To a certian extent, it seems that adiabatic (vertical) processes play a significant role in the potential temperature variations in an NS within the midtroposphere, although no quantitative estimation in the diabatic processes such as the extent of radiative cooling and condensations has been considered. The vertical motion field will be inferred again by considering the quasigeostrophic forcing.

4) Quasigeostrophic forcing

According to the QG theory (e.g., the QG omega equation), rising (sinking) motion results from positive (negative) differential absolute vorticity advection and low-level warm (cold) advection3 (e.g., Bluestein 1992a). It is observed that rising motion should be induced with the strong positive differential vorticity advection (Fig. 11a) before day −3. Strongest midtropospheric rising motion as inferred from the strongest divergence aloft (see Fig. 10c) occurs on day −4 concomitant with the positive differential absolute vorticity advection and warm advection (Fig. 11b) in the midtroposphere. Obviously, these features are inherent downstream of a short-wave trough aloft, and thus an upper short-wave trough is approaching the Siberia–Mongolia region. On day −2 (day −1), strong sinking motion in the midtroposphere (lower troposphere) should occur when the situation is reversed (i.e., negative differential vorticity advection coupled with cold advection underneath) as the trough is passing over. On the other hand, midtropospheric potential temperatures reach a minimum on day −2 and day −1 (see Fig. 10d), which can be explained in terms of the strong low-level horizontal and vertical (due to sinking of cold air) cold advection. The strongest subsidence induced at the midlevels from the most negative differential vorticity advection on day 0 (Fig. 11a) corresponds to the short period of deep divergence penetrating upward to 200 hPa, which in turn is associated with the strongest convergence at 300 hPa by day −1. These may be the first signs of the breakdown of the intensifying Siberia–Mongolia high. The weakening of the vorticity advection forcing on sinking motion and the strongest 850-hPa divergence again show that the strong 500-hPa convergence on day 1 should be caused by the lower-level divergence. From day 0 to day 3, a weakened differential absolute vorticity advection with low-level warm advection and low-level divergence is likely to be responsible for the breakdown of the low-level Siberia–Mongolia high.
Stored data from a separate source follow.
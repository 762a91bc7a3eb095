//! Time clock for clocking one user in and out.

use std::sync::Arc;

use chrono::NaiveDate;
use timeclock_core::{
    Clock,
    model::{User, UserId, WorkSession, WorkStatus},
    traits::{SessionStorage, StorageError},
};

/// Default number of sessions returned by [`TimeClock::recent_sessions`].
pub const DEFAULT_HISTORY_LIMIT: usize = 10;

/// Time clock error.
#[derive(Debug, thiserror::Error)]
pub enum ClockError {
    #[error("Storage error: {0}")]
    Storage(StorageError),
    #[error("{0}")]
    NotFound(String),
    #[error("{0}")]
    InvalidState(String),
}

impl From<StorageError> for ClockError {
    fn from(err: StorageError) -> Self {
        match err {
            StorageError::AlreadyActive(_) => Self::InvalidState("Already clocked in".to_string()),
            StorageError::UserNotFound(_) => Self::NotFound("User not found".to_string()),
            StorageError::SessionNotFound(_) => Self::NotFound("Work session not found".to_string()),
            other @ StorageError::Internal(_) => Self::Storage(other),
        }
    }
}

/// Clocks a single user in and out against a session store.
///
/// Owns its storage; share it behind an `Arc` for the lifetime of the server.
pub struct TimeClock<S>
where
    S: SessionStorage,
{
    storage: S,
    clock: Arc<dyn Clock>,
    user_id: UserId,
}

impl<S> TimeClock<S>
where
    S: SessionStorage,
{
    /// Create a new time clock acting as `user_id`.
    #[must_use]
    pub fn new(storage: S, clock: Arc<dyn Clock>, user_id: impl Into<UserId>) -> Self {
        Self {
            storage,
            clock,
            user_id: user_id.into(),
        }
    }

    /// The underlying store.
    #[must_use]
    pub const fn storage(&self) -> &S {
        &self.storage
    }

    /// Id of the user this clock acts as.
    #[must_use]
    pub fn user_id(&self) -> &str {
        &self.user_id
    }

    /// Get the current user.
    ///
    /// # Errors
    /// Returns `NotFound` if the user does not exist.
    pub async fn user(&self) -> Result<User, ClockError> {
        self.storage
            .get_user(&self.user_id)
            .await?
            .ok_or_else(|| ClockError::NotFound("User not found".to_string()))
    }

    /// Get the current work status.
    ///
    /// # Errors
    /// Returns error if the store fails.
    pub async fn status(&self) -> Result<WorkStatus, ClockError> {
        Ok(self.storage.get_active(&self.user_id).await?.into())
    }

    /// Open a work session stamped with the current time.
    ///
    /// # Errors
    /// Returns `InvalidState` if the user is already clocked in.
    pub async fn clock_in(&self) -> Result<WorkSession, ClockError> {
        let session = self.storage.create(&self.user_id, self.clock.now()).await?;
        tracing::info!(session_id = %session.id, user_id = %self.user_id, "clocked in");
        Ok(session)
    }

    /// Close the open work session with the current time.
    ///
    /// # Errors
    /// Returns `InvalidState` if the user is not clocked in.
    pub async fn clock_out(&self) -> Result<WorkSession, ClockError> {
        let session = self
            .storage
            .close_active(&self.user_id, self.clock.now())
            .await?
            .ok_or_else(|| ClockError::InvalidState("No active work session".to_string()))?;
        tracing::info!(session_id = %session.id, user_id = %self.user_id, "clocked out");
        Ok(session)
    }

    /// The `limit` most recent sessions, newest first.
    ///
    /// # Errors
    /// Returns error if the store fails.
    pub async fn recent_sessions(&self, limit: usize) -> Result<Vec<WorkSession>, ClockError> {
        Ok(self.storage.list_sessions(&self.user_id, limit).await?)
    }

    /// Sessions clocked in on `date`, oldest first.
    ///
    /// # Errors
    /// Returns error if the store fails.
    pub async fn sessions_for_date(&self, date: NaiveDate) -> Result<Vec<WorkSession>, ClockError> {
        Ok(self
            .storage
            .list_sessions_for_date(&self.user_id, date, self.clock.offset())
            .await?)
    }

    /// Sessions clocked in today, oldest first.
    ///
    /// # Errors
    /// Returns error if the store fails.
    pub async fn sessions_today(&self) -> Result<Vec<WorkSession>, ClockError> {
        self.sessions_for_date(self.clock.today()).await
    }
}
According to Boyle and Chen (1978), the low-level anticyclonic circulation development over China in a cold outbreak (e.g., the southward intrusion of the 850-hPa high) is the result of upper-level vorticity advection and lower-level cold advection and should be distinguished with the semipermanent wintertime Siberia–Mongolia high (i.e., as the one observed in the normal condition). This is consistent with the above observation in the transient nature of the development (intensification) of the Siberia–Mongolia high. Furthermore, the horizontal advection of (absolute) vorticity and potential temperature does have a close relationship with the transient evolution of the Siberia–Mongolia high.

5) Brief summary

The above results show that the Siberia–Mongolia (cold) air mass (and the migrating cold air mass) is accumulating before day −3, probably by the forced adiabatic cooling at the midlevels due to the intense divergence aloft associated with the shortwave trough passage. The Siberia–Mongolia high becomes further strengthened (in terms of geopotential height) at lower levels because of the subsidence (due to the sinking of cold air) from higher levels afterward. Besides the investigation by Xie et al. (1992), the importance of the ascending cooling in intensifying the cold dome has also been stressed by Qiu (1988). The midlevel sinking motion induced from the strong 300-hPa convergence on day −2 and day −1 may in turn induce a triggering mechanism for the breakdown of the Siberia–Mongolia high later. On the other hand, the low-level divergence associated with the breakdown of the high may prompt the midtropospheric sinking motion and the midlevel convergence. Up to now, whether the breakdown of the Siberia–Mongolia high is caused by the intense pressure/height gradient or the downward push associated with the sinking motion (due to convergence aloft) is not completely clear. The changeover between rising (initially) and sinking (afterward) motion can also be understood as the passage of trough aloft. In a baroclinic wave system, the lower troposphere consists of rising (sinking) motion downstream (upstream) of the trough (e.g., Palmen and Newton 1969).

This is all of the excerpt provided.